Cape Town's tunnels were first built as canals by the Dutch and more recently enclosed by the Victorians. Today, they act as stormwater pathways where fresh water flows invisibly under the city from the mountain out to sea. The performance sites include a manhole on the Castle lawn, a trapdoor facing Strand Street and a manhole on the Grand Parade.
The unique acoustics let the sound travel upwards to surprise people above ground through the emotional interiors of song. It also loops in the tunnels themselves to create echoes and refrains, in what Theart speaks of as a 'third voice' or 'the unforeseen voice'.

The manhole on the Grand parade where the performance will take place
The manhole adjacent the Grand parade where the lullaby will echo
The one-hour tunnel performances will take place daily at rotating sites - exact dates and schedule to be announced shortly. 

Ask the artist about this one..... 
LAND is an interdisciplinary project run by GIPCA at University of Cape Town to explore ideas around land and territory through a symposium, exhibitions, interventions and more. This guerilla gallery project is made possible with support from GIPCA.

For further details visit www.capetownunder.withtank.com and updates will be posted on this blog as we go. 
The trapdoor
The view inside the trapdoor where the artist will sing


Sunday, September 15, 2013

going underground....


There is supposedly a (not so) new kind of cultural pop-up fad, in case you have been wondering where we've been. It's the slow pop-up -- like a restaurant that takes a very long time to emerge, has a limited life span, and then disappears again without trace. 

Being under the blog radar is nothing quite as sophisticated or measured. It's more like a combination of inaugural project aftermath combined with the realities that put pro bono cultural forays on hold until momentum gathers anew and a workable resurgence aligns.

This shapeshifting and entirely ad hoc nature is of course part of guerilla gallery's ethos.

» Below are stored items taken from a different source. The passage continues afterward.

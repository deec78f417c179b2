//! Suite runner.
//!
//! Benchmarks run one after another: the hook registry is process-wide, so
//! two measurements in flight would count each other's events.

use crate::HarnessError;
use crate::baseline::BaselineStore;
use crate::benchmark::{Benchmark, BenchmarkSuite};
use crate::config::RunnerSettings;
use crate::report::{BenchmarkReport, MetricReport, SuiteReport};
use benchmeter_core::{
    BenchmarkError, SampleCollector, SnapshotProducer, StatisticsSet, ThresholdComparator,
    load_thresholds, write_p90_thresholds,
};
use std::path::PathBuf;
use tracing::{debug, info, warn};

pub struct SuiteRunner<'r> {
    settings: RunnerSettings,
    producer: SnapshotProducer<'r>,
    baselines: BaselineStore,
}

impl SuiteRunner<'static> {
    /// Runner measuring through the global hook registry.
    pub fn new(settings: RunnerSettings) -> Result<Self, HarnessError> {
        let producer = SnapshotProducer::global()?;
        Ok(Self::with_producer(settings, producer))
    }
}

impl<'r> SuiteRunner<'r> {
    pub fn with_producer(settings: RunnerSettings, producer: SnapshotProducer<'r>) -> Self {
        let baselines = BaselineStore::new(&settings.baseline_dir);
        Self {
            settings,
            producer,
            baselines,
        }
    }

    pub fn settings(&self) -> &RunnerSettings {
        &self.settings
    }

    pub fn baselines(&self) -> &BaselineStore {
        &self.baselines
    }

    /// Run every benchmark of `suite` that passes the filter.
    pub fn run(&self, suite: &mut BenchmarkSuite) -> Result<SuiteReport, HarnessError> {
        let reports = self.run_suite(suite)?;
        Ok(SuiteReport::new(reports))
    }

    /// Run several suites into one report.
    pub fn run_all(&self, suites: &mut [BenchmarkSuite]) -> Result<SuiteReport, HarnessError> {
        let mut reports = Vec::new();
        for suite in suites.iter_mut() {
            reports.extend(self.run_suite(suite)?);
        }
        Ok(SuiteReport::new(reports))
    }

    fn run_suite(&self, suite: &mut BenchmarkSuite) -> Result<Vec<BenchmarkReport>, HarnessError> {
        let module = suite.module().to_string();
        let mut reports = Vec::new();
        for benchmark in suite.benchmarks_mut() {
            if !self.settings.matches(&module, benchmark.name()) {
                debug!(module = %module, benchmark = %benchmark.name(), "Filtered out");
                continue;
            }
            reports.push(self.run_benchmark(&module, benchmark)?);
        }
        Ok(reports)
    }

    fn run_benchmark(
        &self,
        module: &str,
        benchmark: &mut Benchmark,
    ) -> Result<BenchmarkReport, HarnessError> {
        let name = benchmark.name().to_string();
        let full_name = format!("{module}.{name}");
        let configuration = benchmark.configuration().clone();
        let in_benchmark = |e: BenchmarkError| HarnessError::in_benchmark(&full_name, e);

        let thresholds = match &configuration.thresholds {
            Some(thresholds) => thresholds.clone(),
            None => load_thresholds(&self.settings.thresholds_root, module, &name)
                .map_err(in_benchmark)?,
        };

        let baseline = match &self.settings.baseline {
            Some(baseline) => {
                let record = self.baselines.load(baseline, module, &name)?;
                if record.is_none() {
                    warn!(benchmark = %full_name, baseline = %baseline, "No baseline record");
                }
                record
            }
            None => None,
        };

        let collector_config = configuration
            .collector_config(self.settings.max_duration, self.settings.max_iterations);
        let collector =
            SampleCollector::new(self.producer.clone(), collector_config).map_err(in_benchmark)?;
        let mut statistics = StatisticsSet::with_metrics(collector.metrics()).map_err(in_benchmark)?;

        info!(benchmark = %full_name, "Running benchmark");
        let summary = collector
            .run(|| benchmark.run_once(), &mut statistics)
            .map_err(in_benchmark)?;
        let percentiles = statistics.percentiles().map_err(in_benchmark)?;

        let mut comparator = ThresholdComparator::new(&thresholds);
        if let Some(record) = &baseline {
            comparator = comparator.with_baseline(&record.percentiles);
        }
        let comparison = comparator.compare(&percentiles);

        if comparison.is_pass() {
            info!(
                benchmark = %full_name,
                batches = summary.measured_batches,
                iterations = summary.total_iterations,
                "Benchmark passed"
            );
        } else {
            warn!(
                benchmark = %full_name,
                failures = comparison.failures().count(),
                "Benchmark exceeded thresholds"
            );
        }

        let metrics = percentiles
            .iter()
            .map(|(metric, set)| {
                let report = MetricReport {
                    percentiles: *set,
                    samples: statistics.count(*metric),
                    mean: statistics.mean(*metric),
                };
                (*metric, report)
            })
            .collect();

        Ok(BenchmarkReport {
            module: module.to_string(),
            benchmark: name,
            tags: configuration.tags,
            export: configuration.export,
            summary,
            metrics,
            baseline: baseline.map(|record| record.baseline),
            comparison,
        })
    }

    /// Store every benchmark of `report` under baseline `name`.
    pub fn save_baseline(&self, name: &str, report: &SuiteReport) -> Result<Vec<PathBuf>, HarnessError> {
        let mut paths = Vec::new();
        for benchmark in &report.benchmarks {
            paths.push(self.baselines.save(
                name,
                &benchmark.module,
                &benchmark.benchmark,
                &benchmark.percentiles(),
            )?);
        }
        info!(baseline = %name, benchmarks = paths.len(), "Saved baseline");
        Ok(paths)
    }

    /// Write the measured p90 values as the new threshold files.
    pub fn update_thresholds(&self, report: &SuiteReport) -> Result<Vec<PathBuf>, HarnessError> {
        let mut paths = Vec::new();
        for benchmark in &report.benchmarks {
            let path = write_p90_thresholds(
                &self.settings.thresholds_root,
                &benchmark.module,
                &benchmark.benchmark,
                &benchmark.percentiles(),
            )
            .map_err(|e| HarnessError::in_benchmark(&benchmark.full_name(), e))?;
            paths.push(path);
        }
        info!(files = paths.len(), "Updated thresholds");
        Ok(paths)
    }
}

#[cfg(test)]
mod tests {
    use super::*;
    use crate::benchmark::BenchmarkConfiguration;
    use crate::config::RunnerSettingsBuilder;
    use benchmeter_core::{
        MetricKind, Outcome, Percentile, PercentileSet, ThresholdSpec, Tracked, Verdict,
    };
    use serial_test::serial;
    use std::fs;
    use std::time::Duration;
    use tempfile::TempDir;

    fn settings(temp_dir: &TempDir) -> RunnerSettingsBuilder {
        RunnerSettingsBuilder::new()
            .thresholds_root(temp_dir.path().to_path_buf())
            .baseline_dir(temp_dir.path().join("baselines"))
    }

    fn lifecycle_config() -> BenchmarkConfiguration {
        BenchmarkConfiguration::default()
            .metrics(&[MetricKind::ObjectAllocCount, MetricKind::RetainCount])
            .warmup_iterations(1)
            .scaling_factor(100)
            .max_iterations(500)
            .max_duration(Duration::from_secs(60))
    }

    fn lifecycle_suite(config: BenchmarkConfiguration) -> BenchmarkSuite {
        BenchmarkSuite::new("Lifecycle").with(Benchmark::new("clone", config, || {
            let handle = Tracked::new(42u64);
            let copy = handle.clone();
            std::hint::black_box(*copy);
        }))
    }

    #[test]
    #[serial]
    fn test_run_reports_lifecycle_counts() {
        let temp_dir = TempDir::new().unwrap();
        let runner = SuiteRunner::new(settings(&temp_dir).build().unwrap()).unwrap();

        let report = runner.run(&mut lifecycle_suite(lifecycle_config())).unwrap();
        assert_eq!(report.verdict, Verdict::Pass);

        let benchmark = &report.benchmarks[0];
        assert_eq!(benchmark.summary.measured_batches, 4);
        assert_eq!(
            benchmark.metrics[&MetricKind::ObjectAllocCount].percentiles,
            PercentileSet::constant(100)
        );
        assert_eq!(
            benchmark.metrics[&MetricKind::RetainCount].percentiles,
            PercentileSet::constant(100)
        );
        assert_eq!(benchmark.metrics[&MetricKind::WallClock].samples, 4);
    }

    #[test]
    #[serial]
    fn test_threshold_file_drives_verdict() {
        let temp_dir = TempDir::new().unwrap();
        let path = benchmeter_core::thresholds::threshold_file_path(temp_dir.path(), "Lifecycle", "clone");
        fs::create_dir_all(path.parent().unwrap()).unwrap();
        fs::write(&path, r#"{"objectAllocCount": 99}"#).unwrap();

        let runner = SuiteRunner::new(settings(&temp_dir).build().unwrap()).unwrap();
        let report = runner.run(&mut lifecycle_suite(lifecycle_config())).unwrap();

        assert_eq!(report.verdict, Verdict::Fail);
        let failure = report.benchmarks[0].comparison.failures().next().unwrap();
        assert_eq!(failure.metric, MetricKind::ObjectAllocCount);
        assert_eq!(failure.percentile, Percentile::P90);
        assert_eq!(failure.outcome, Outcome::FailAbsolute);
    }

    #[test]
    #[serial]
    fn test_baseline_comparison_detects_relative_regression() {
        let temp_dir = TempDir::new().unwrap();
        let runner = SuiteRunner::new(settings(&temp_dir).build().unwrap()).unwrap();
        let first = runner.run(&mut lifecycle_suite(lifecycle_config())).unwrap();
        runner.save_baseline("main", &first).unwrap();

        // Twice the retains per batch
        let config = lifecycle_config()
            .scaling_factor(200)
            .max_iterations(1000)
            .threshold(MetricKind::RetainCount, ThresholdSpec::standard());
        let runner = SuiteRunner::new(settings(&temp_dir).baseline("main").build().unwrap()).unwrap();
        let second = runner.run(&mut lifecycle_suite(config)).unwrap();

        assert_eq!(second.verdict, Verdict::Fail);
        assert_eq!(second.benchmarks[0].baseline.as_deref(), Some("main"));
        let failure = second.benchmarks[0].comparison.failures().next().unwrap();
        assert_eq!(failure.outcome, Outcome::FailRelative);
        assert_eq!(failure.deviation_percent, Some(100.0));
    }

    #[test]
    #[serial]
    fn test_filter_skips_benchmarks() {
        let temp_dir = TempDir::new().unwrap();
        let runner =
            SuiteRunner::new(settings(&temp_dir).filter("^Lifecycle\\.other$").build().unwrap())
                .unwrap();
        let report = runner.run(&mut lifecycle_suite(lifecycle_config())).unwrap();
        assert!(report.benchmarks.is_empty());
        assert!(report.is_pass());
    }

    #[test]
    #[serial]
    fn test_failing_workload_names_the_benchmark() {
        let temp_dir = TempDir::new().unwrap();
        let runner = SuiteRunner::new(settings(&temp_dir).build().unwrap()).unwrap();
        let mut suite = BenchmarkSuite::new("Io").with(Benchmark::fallible(
            "broken",
            BenchmarkConfiguration::default(),
            || Err::<(), _>("connection refused"),
        ));

        let err = runner.run(&mut suite).unwrap_err();
        assert!(err.to_string().contains("Io.broken"));
        assert!(matches!(
            err.benchmark_error(),
            Some(BenchmarkError::WorkloadExecution { .. })
        ));
    }

    #[test]
    #[serial]
    fn test_update_thresholds_writes_p90_files() {
        let temp_dir = TempDir::new().unwrap();
        let runner = SuiteRunner::new(settings(&temp_dir).build().unwrap()).unwrap();
        let report = runner.run(&mut lifecycle_suite(lifecycle_config())).unwrap();

        let paths = runner.update_thresholds(&report).unwrap();
        assert_eq!(paths.len(), 1);
        let thresholds =
            benchmeter_core::load_thresholds(temp_dir.path(), "Lifecycle", "clone").unwrap();
        assert_eq!(
            thresholds[&MetricKind::ObjectAllocCount].absolute[&Percentile::P90],
            100
        );
    }
}
//! Measurement windows over the hook registry.
//!
//! A [`MetricWindow`] installs the hooks its metrics need, remembers where
//! every counter started, and on [`MetricWindow::end`] turns the counter growth
//! into a [`MetricSnapshot`]. Hooks that were already active when the window
//! opened belong to an enclosing window: they are read, never reset or
//! uninstalled, so the outer totals stay intact.
//!
//! Everything that allocates (building the metric list, reading
//! `/proc/self/io`, assembling the snapshot map) happens either before hooks
//! are installed or after they are removed.

use crate::error::{BenchResult, BenchmarkError};
use crate::hooks::{EventSource, HookReadings, HookRegistry};
use crate::metric::MetricKind;
use crate::os_stats::OsStats;
use serde::{Deserialize, Serialize};
use std::collections::BTreeMap;
use std::time::{Duration, Instant};
use tracing::debug;

/// Syscalls spent by the sampler itself, subtracted from every window.
#[derive(Debug, Clone, Copy, Default, PartialEq, Eq)]
pub struct SyscallOverhead {
    pub read: u64,
    pub write: u64,
}

/// Opens measurement windows against one registry.
#[derive(Debug, Clone)]
pub struct SnapshotProducer<'r> {
    registry: &'r HookRegistry,
    overhead: SyscallOverhead,
}

impl SnapshotProducer<'static> {
    /// Producer over [`HookRegistry::global`].
    pub fn global() -> BenchResult<Self> {
        Self::new(HookRegistry::global())
    }
}

impl<'r> SnapshotProducer<'r> {
    /// Bind `registry` and calibrate the sampler's own syscall cost.
    pub fn new(registry: &'r HookRegistry) -> BenchResult<Self> {
        let first = OsStats::sample()?;
        let second = OsStats::sample()?;
        let delta = second.since(&first);
        let overhead = SyscallOverhead {
            read: delta.read_syscalls,
            write: delta.write_syscalls,
        };
        debug!(read = overhead.read, write = overhead.write, "Calibrated syscall overhead");
        Ok(Self { registry, overhead })
    }

    /// Producer with a known overhead, skipping calibration.
    pub fn with_overhead(registry: &'r HookRegistry, overhead: SyscallOverhead) -> Self {
        Self { registry, overhead }
    }

    pub fn registry(&self) -> &'r HookRegistry {
        self.registry
    }

    pub fn overhead(&self) -> SyscallOverhead {
        self.overhead
    }

    /// Open a window measuring `metrics`.
    pub fn begin_window(&self, metrics: &[MetricKind]) -> BenchResult<MetricWindow<'r>> {
        MetricWindow::open(self.registry, self.overhead, metrics)
    }
}

/// An open measurement window. Uninstalls the hooks it installed when ended
/// or dropped.
#[derive(Debug)]
pub struct MetricWindow<'r> {
    registry: &'r HookRegistry,
    overhead: SyscallOverhead,
    metrics: Vec<MetricKind>,
    owned: [bool; EventSource::COUNT],
    hooks_start: HookReadings,
    os_start: Option<OsStats>,
    started: Instant,
    ended: bool,
}

impl<'r> MetricWindow<'r> {
    fn open(
        registry: &'r HookRegistry,
        overhead: SyscallOverhead,
        metrics: &[MetricKind],
    ) -> BenchResult<Self> {
        let mut metrics = metrics.to_vec();
        metrics.sort_unstable();
        metrics.dedup();

        let mut needed = [false; EventSource::COUNT];
        for metric in &metrics {
            for source in metric.event_sources() {
                needed[*source as usize] = true;
            }
        }

        let os_start = if metrics.iter().any(|m| m.uses_os_stats()) {
            Some(OsStats::sample()?)
        } else {
            None
        };

        let mut owned = [false; EventSource::COUNT];
        for source in EventSource::ALL {
            if needed[source as usize] {
                // An active hook belongs to an enclosing window
                owned[source as usize] = registry.state(source).install();
            }
        }

        let hooks_start = HookReadings::capture(registry);
        let started = Instant::now();

        Ok(Self {
            registry,
            overhead,
            metrics,
            owned,
            hooks_start,
            os_start,
            started,
            ended: false,
        })
    }

    pub fn metrics(&self) -> &[MetricKind] {
        &self.metrics
    }

    /// Whether this window installed (rather than reused) the hook.
    pub fn owns(&self, source: EventSource) -> bool {
        self.owned[source as usize]
    }

    /// Close the window and report the growth of every requested metric.
    ///
    /// A second call fails with [`BenchmarkError::InvalidWindowState`].
    pub fn end(&mut self) -> BenchResult<MetricSnapshot> {
        if self.ended {
            return Err(BenchmarkError::InvalidWindowState("window already ended"));
        }
        let elapsed = self.started.elapsed();
        self.release_hooks();
        let hooks = HookReadings::capture(self.registry).since(&self.hooks_start);

        let os = match &self.os_start {
            Some(start) => {
                let delta = OsStats::sample()?.since(start);
                Some(OsStats {
                    read_syscalls: delta.read_syscalls.saturating_sub(self.overhead.read),
                    write_syscalls: delta.write_syscalls.saturating_sub(self.overhead.write),
                    ..delta
                })
            }
            None => None,
        };

        let values = self
            .metrics
            .iter()
            .map(|metric| (*metric, metric_value(*metric, &hooks, os.as_ref(), elapsed)))
            .collect();

        Ok(MetricSnapshot { values, elapsed })
    }

    fn release_hooks(&mut self) {
        self.ended = true;
        for source in EventSource::ALL {
            if self.owned[source as usize] {
                self.registry.uninstall(source);
            }
        }
    }
}

impl Drop for MetricWindow<'_> {
    fn drop(&mut self) {
        if !self.ended {
            self.release_hooks();
        }
    }
}

fn metric_value(
    metric: MetricKind,
    hooks: &HookReadings,
    os: Option<&OsStats>,
    elapsed: Duration,
) -> u64 {
    if metric == MetricKind::WallClock {
        return duration_ns(elapsed);
    }
    if let Some(value) = hooks.value(metric) {
        return value;
    }
    let Some(os) = os else {
        return 0;
    };
    match metric {
        MetricKind::CpuUser => os.cpu_user_ns,
        MetricKind::CpuSystem => os.cpu_system_ns,
        MetricKind::CpuTotal => os.cpu_total_ns(),
        MetricKind::Syscalls => os.syscalls(),
        MetricKind::ReadSyscalls => os.read_syscalls,
        MetricKind::WriteSyscalls => os.write_syscalls,
        MetricKind::ContextSwitches => os.context_switches,
        MetricKind::PeakMemoryResident => os.peak_resident_bytes,
        _ => 0,
    }
}

pub(crate) fn duration_ns(duration: Duration) -> u64 {
    u64::try_from(duration.as_nanos()).unwrap_or(u64::MAX)
}

/// Values measured by one window.
#[derive(Debug, Clone, PartialEq, Eq, Serialize, Deserialize)]
pub struct MetricSnapshot {
    values: BTreeMap<MetricKind, u64>,
    #[serde(with = "crate::collector::duration_serde")]
    elapsed: Duration,
}

impl MetricSnapshot {
    pub fn get(&self, metric: MetricKind) -> Option<u64> {
        self.values.get(&metric).copied()
    }

    pub fn iter(&self) -> impl Iterator<Item = (MetricKind, u64)> + '_ {
        self.values.iter().map(|(metric, value)| (*metric, *value))
    }

    pub fn elapsed(&self) -> Duration {
        self.elapsed
    }

    pub fn len(&self) -> usize {
        self.values.len()
    }

    pub fn is_empty(&self) -> bool {
        self.values.is_empty()
    }

    pub fn into_map(self) -> BTreeMap<MetricKind, u64> {
        self.values
    }
}
//! Hook Overhead Benchmarks
//!
//! Cost of the measurement machinery itself: counting an event, allocating
//! through the counting shim, opening and closing a window, and recording
//! percentile samples.

use benchmeter::{CountingAllocator, MetricKind, SnapshotProducer, StatisticsSet};
use benchmeter_core::hooks::{EventSource, HookRegistry};
use benchmeter_core::window::SyscallOverhead;
use criterion::{BenchmarkId, Criterion, Throughput, criterion_group, criterion_main};
use std::hint::black_box;
use std::time::Duration;

#[global_allocator]
static ALLOC: CountingAllocator = CountingAllocator::counting();

/// Benchmark a single event against an inactive and an active hook
fn bench_record(c: &mut Criterion) {
    let mut group = c.benchmark_group("hook_record");
    group.throughput(Throughput::Elements(1));

    let registry = HookRegistry::new();
    group.bench_function("inactive", |b| {
        b.iter(|| registry.record(black_box(EventSource::Retain), 0))
    });

    registry.install(EventSource::Retain).unwrap();
    group.bench_function("active", |b| {
        b.iter(|| registry.record(black_box(EventSource::Retain), 0))
    });
    registry.uninstall(EventSource::Retain);

    group.finish();
}

/// Benchmark allocations through the counting shim
fn bench_allocation(c: &mut Criterion) {
    let mut group = c.benchmark_group("counting_allocator");
    let registry = HookRegistry::global();

    for size in [16usize, 1024] {
        group.bench_with_input(BenchmarkId::new("uncounted", size), &size, |b, &size| {
            b.iter(|| black_box(vec![0u8; size]))
        });

        registry.install_metric(MetricKind::MallocCountTotal).unwrap();
        group.bench_with_input(BenchmarkId::new("counted", size), &size, |b, &size| {
            b.iter(|| black_box(vec![0u8; size]))
        });
        registry.uninstall_metric(MetricKind::MallocCountTotal);
    }

    group.finish();
}

/// Benchmark opening and closing a measurement window
fn bench_window(c: &mut Criterion) {
    let mut group = c.benchmark_group("window");
    group.measurement_time(Duration::from_secs(5));

    let registry = HookRegistry::new();
    let producer = SnapshotProducer::with_overhead(&registry, SyscallOverhead::default());

    group.bench_function("hooks_only", |b| {
        b.iter(|| {
            let mut window = producer
                .begin_window(&[MetricKind::MallocCountTotal, MetricKind::RetainCount])
                .unwrap();
            black_box(window.end().unwrap())
        })
    });

    group.bench_function("with_os_stats", |b| {
        b.iter(|| {
            let mut window = producer.begin_window(MetricKind::DEFAULT).unwrap();
            black_box(window.end().unwrap())
        })
    });

    group.finish();
}

/// Benchmark recording samples into the percentile engine
fn bench_statistics(c: &mut Criterion) {
    let mut group = c.benchmark_group("statistics");
    group.throughput(Throughput::Elements(1_000));

    group.bench_function("record_1000", |b| {
        b.iter(|| {
            let mut statistics = StatisticsSet::new();
            for value in 0..1_000u64 {
                statistics
                    .record(MetricKind::WallClock, black_box(value * 1_337))
                    .unwrap();
            }
            black_box(statistics.percentiles().unwrap())
        })
    });

    group.finish();
}

criterion_group!(
    benches,
    bench_record,
    bench_allocation,
    bench_window,
    bench_statistics
);
criterion_main!(benches);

It by definition morphs as it goes into new and considered inflections: a flexible curatorial platform that has no physical structure of its own and fits instead literally into other spaces and conceptually with other projects. It does so when the necessary vectors line up. 

In this, it takes inspiration from Rosi Braidotti's 'Transpositions' (2006), a book title partly inspired by music and partly by genetics and hence material embodiment. She writes about this 'intertextual, cross-boundary or transversal transfer' as a leap from one code, field or axis to another in terms of complex multiplicities: 'As a term in music, transposition indicates variations and shifts of scale in a discontinuous but harmonious pattern. It is thus created as an in-between space of zigzagging and of crossing: non-linear, but not chaotic; nomadic, yet accountable and committed; creative but also cognitively valid; discursive and also materially embedded -- it is coherent without falling into instrumental rationality' (2006, 5).